▶ WORK INSTRUCTIONS: Your answer is the lines below, exactly, from the one that contains "let (_, xy)" through the one that contains "dst, None), CodecOutcome::Ok);", both included.

····················

#[cfg(test)]
mod tests {
    use super::*;

    fn source_buffer(width: u32, height: u32, data: &[u8]) -> CodecBuffer<'_> {
        CodecBuffer::new(
            codec_buffer_type_for_format(PixelFormat::Rgba8888),
            4,
            4,
            1,
            width,
            height,
            0,
            data,
        )
    }

    fn compress_with(
        codec_type: CodecType,
        width: u32,
        height: u32,
        data: &[u8],
    ) -> (CodecOutcome, Vec<u8>) {
        let mut codec = DxtcCodec::new(codec_type);
        let src = source_buffer(width, height, data);
        let format = codec.buffer_type().format();
        let size = crate::texture::compute_buffer_size(format, width, height, 0, 4, 4);
        let mut out = vec![0u8; size];
        let mut dst = codec.create_buffer(4, 4, 1, width, height, 0, &mut out);
        let outcome = codec.compress(&src, &mut dst, None);
        (outcome, out)
    }

    fn solid_rgba(width: u32, height: u32, pixel: [u8; 4]) -> Vec<u8> {
        let mut data = Vec::with_capacity((width * height * 4) as usize);
        for _ in 0..width * height {
            data.extend_from_slice(&pixel);
        }
        data
    }

    // ─────────────────────────────────────────────────────────────────────────
    // Output sizes
    // ─────────────────────────────────────────────────────────────────────────

    #[test]
    fn test_dxt1_output_size() {
        let data = solid_rgba(16, 16, [128, 64, 32, 255]);
        let (outcome, out) = compress_with(CodecType::Dxt1, 16, 16, &data);
        assert_eq!(outcome, CodecOutcome::Ok);
        assert_eq!(out.len(), 128);
    }

    #[test]
    fn test_dxt5_output_size() {
        let data = solid_rgba(8, 8, [1, 2, 3, 200]);
        let (outcome, out) = compress_with(CodecType::Dxt5, 8, 8, &data);
        assert_eq!(outcome, CodecOutcome::Ok);
        assert_eq!(out.len(), 4 * 16);
    }

    #[test]
    fn test_ati1n_output_size() {
        let data = solid_rgba(8, 8, [77, 0, 0, 255]);
        let (outcome, out) = compress_with(CodecType::Ati1N, 8, 8, &data);
        assert_eq!(outcome, CodecOutcome::Ok);
        assert_eq!(out.len(), 4 * 8);
    }

    // ─────────────────────────────────────────────────────────────────────────
    // Block contents
    // ─────────────────────────────────────────────────────────────────────────

    #[test]
    fn test_dxt5_block_is_alpha_then_color() {
        let data = solid_rgba(4, 4, [10, 20, 30, 99]);
        let (_, out) = compress_with(CodecType::Dxt5, 4, 4, &data);
        // Interpolated alpha block endpoints carry the solid alpha.
        assert_eq!(out[0], 99);
        assert_eq!(out[1], 99);
        // Colour endpoints follow in the second 8 bytes.
        let c0 = u16::from_le_bytes([out[8], out[9]]);
        assert_eq!(c0, crate::codec::blocks::rgb888_to_rgb565(10, 20, 30));
    }

    #[test]
    fn test_dxt3_uses_explicit_alpha_nibbles() {
        let data = solid_rgba(4, 4, [0, 0, 0, 0xF0]);
        let (_, out) = compress_with(CodecType::Dxt3, 4, 4, &data);
        // 4-bit alpha 0xF replicated across the first 8 bytes.
        assert_eq!(&out[0..8], &[0xFF; 8]);
    }

    #[test]
    fn test_ati1n_compresses_red_channel() {
        let data = solid_rgba(4, 4, [123, 45, 67, 255]);
        let (_, out) = compress_with(CodecType::Ati1N, 4, 4, &data);
        assert_eq!(out[0], 123);
        assert_eq!(out[1], 123);
    }

    #[test]
    fn test_ati2n_channel_order_differs_from_xy() {
        let data = solid_rgba(4, 4, [200, 50, 0, 255]);
        let (_, legacy) = compress_with(CodecType::Ati2N, 4, 4, &data);
        let (_, xy) = compress_with(CodecType::Ati2NXy, 4, 4, &data);
        // Legacy order stores green first; XY stores red first.
        assert_eq!(legacy[0], 50);
        assert_eq!(legacy[8], 200);
        assert_eq!(xy[0], 200);
        assert_eq!(xy[8], 50);
    }

    #[test]
    fn test_dxt5_xgbr_stores_red_in_alpha() {
        let data = solid_rgba(4, 4, [210, 3, 4, 255]);
        let (_, out) = compress_with(CodecType::Dxt5Xgbr, 4, 4, &data);
        // The alpha block endpoints carry the source red channel.
        assert_eq!(out[0], 210);
        assert_eq!(out[1], 210);
    }

    #[test]
    fn test_dxt1_punch_through_alpha_flag() {
        let mut data = solid_rgba(4, 4, [100, 100, 100, 255]);
        data[3] = 0; // first pixel transparent

        let mut codec = DxtcCodec::new(CodecType::Dxt1);
        codec.set_parameter("DXT1UseAlpha", ParamValue::U32(1));
        codec.set_parameter("AlphaThreshold", ParamValue::U32(128));

        let src = source_buffer(4, 4, &data);
        let mut out = vec![0u8; 8];
        let mut dst = codec.create_buffer(4, 4, 1, 4, 4, 0, &mut out);
        assert_eq!(codec.compress(&src, &mut dst, None), CodecOutcome::Ok);

        let c0 = u16::from_le_bytes([out[0], out[1]]);
        let c1 = u16::from_le_bytes([out[2], out[3]]);
        assert!(c0 <= c1, "punch-through alpha selects 3-colour mode");
        let indices = u32::from_le_bytes([out[4], out[5], out[6], out[7]]);
        assert_eq!(indices & 0x3, 3, "transparent pixel uses index 3");
    }

    // ─────────────────────────────────────────────────────────────────────────
    // Contracts
    // ─────────────────────────────────────────────────────────────────────────

    #[test]
    fn test_float_source_is_rejected_cleanly() {
        let data = vec![0u8; 4 * 4 * 16];
        let mut codec = DxtcCodec::new(CodecType::Dxt1);
        let src = CodecBuffer::new(
            codec_buffer_type_for_format(PixelFormat::Argb32F),
            4,
            4,
            1,
            4,
            4,
            0,
            &data,
        );
        let mut out = vec![0u8; 8];
        let mut dst = codec.create_buffer(4, 4, 1, 4, 4, 0, &mut out);
        assert_eq!(codec.compress(&src, &mut dst, None), CodecOutcome::Unknown);
    }

    #[test]
    fn test_feedback_abort_stops_compression() {
        let data = solid_rgba(16, 16, [1, 2, 3, 255]);
        let mut codec = DxtcCodec::new(CodecType::Dxt1);
        let src = source_buffer(16, 16, &data);
        let mut out = vec![0u8; 128];
        let mut dst = codec.create_buffer(4, 4, 1, 16, 16, 0, &mut out);

        let abort_immediately = |_: f32, _: usize, _: usize| true;
        let feedback = Feedback::new(&abort_immediately, 0, 0);
        assert_eq!(
            codec.compress(&src, &mut dst, Some(&feedback)),
            CodecOutcome::Aborted
        );
    }

    #[test]
    fn test_feedback_reports_progress() {
        use std::sync::atomic::{AtomicU32, Ordering};
        let data = solid_rgba(16, 16, [1, 2, 3, 255]);
        let mut codec = DxtcCodec::new(CodecType::Dxt1);
        let src = source_buffer(16, 16, &data);
        let mut out = vec![0u8; 128];
        let mut dst = codec.create_buffer(4, 4, 1, 16, 16, 0, &mut out);

        let calls = AtomicU32::new(0);
        let count = |_: f32, _: usize, _: usize| {
            calls.fetch_add(1, Ordering::Relaxed);
            false
        };
        let feedback = Feedback::new(&count, 0, 0);
        assert_eq!(
            codec.compress(&src, &mut dst, Some(&feedback)),
            CodecOutcome::Ok
        );
        // One report per block row.
        assert_eq!(calls.load(Ordering::Relaxed), 4);
    }
}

····················

▶ RESULT OF THIS TASK:
        let (_, xy) = compress_with(CodecType::Ati2NXy, 4, 4, &data);
        // Legacy order stores green first; XY stores red first.
        assert_eq!(legacy[0], 50);
        assert_eq!(legacy[8], 200);
        assert_eq!(xy[0], 200);
        assert_eq!(xy[8], 50);
    }

    #[test]
    fn test_dxt5_xgbr_stores_red_in_alpha() {
        let data = solid_rgba(4, 4, [210, 3, 4, 255]);
        let (_, out) = compress_with(CodecType::Dxt5Xgbr, 4, 4, &data);
        // The alpha block endpoints carry the source red channel.
        assert_eq!(out[0], 210);
        assert_eq!(out[1], 210);
    }

    #[test]
    fn test_dxt1_punch_through_alpha_flag() {
        let mut data = solid_rgba(4, 4, [100, 100, 100, 255]);
        data[3] = 0; // first pixel transparent

        let mut codec = DxtcCodec::new(CodecType::Dxt1);
        codec.set_parameter("DXT1UseAlpha", ParamValue::U32(1));
        codec.set_parameter("AlphaThreshold", ParamValue::U32(128));

        let src = source_buffer(4, 4, &data);
        let mut out = vec![0u8; 8];
        let mut dst = codec.create_buffer(4, 4, 1, 4, 4, 0, &mut out);
        assert_eq!(codec.compress(&src, &mut dst, None), CodecOutcome::Ok);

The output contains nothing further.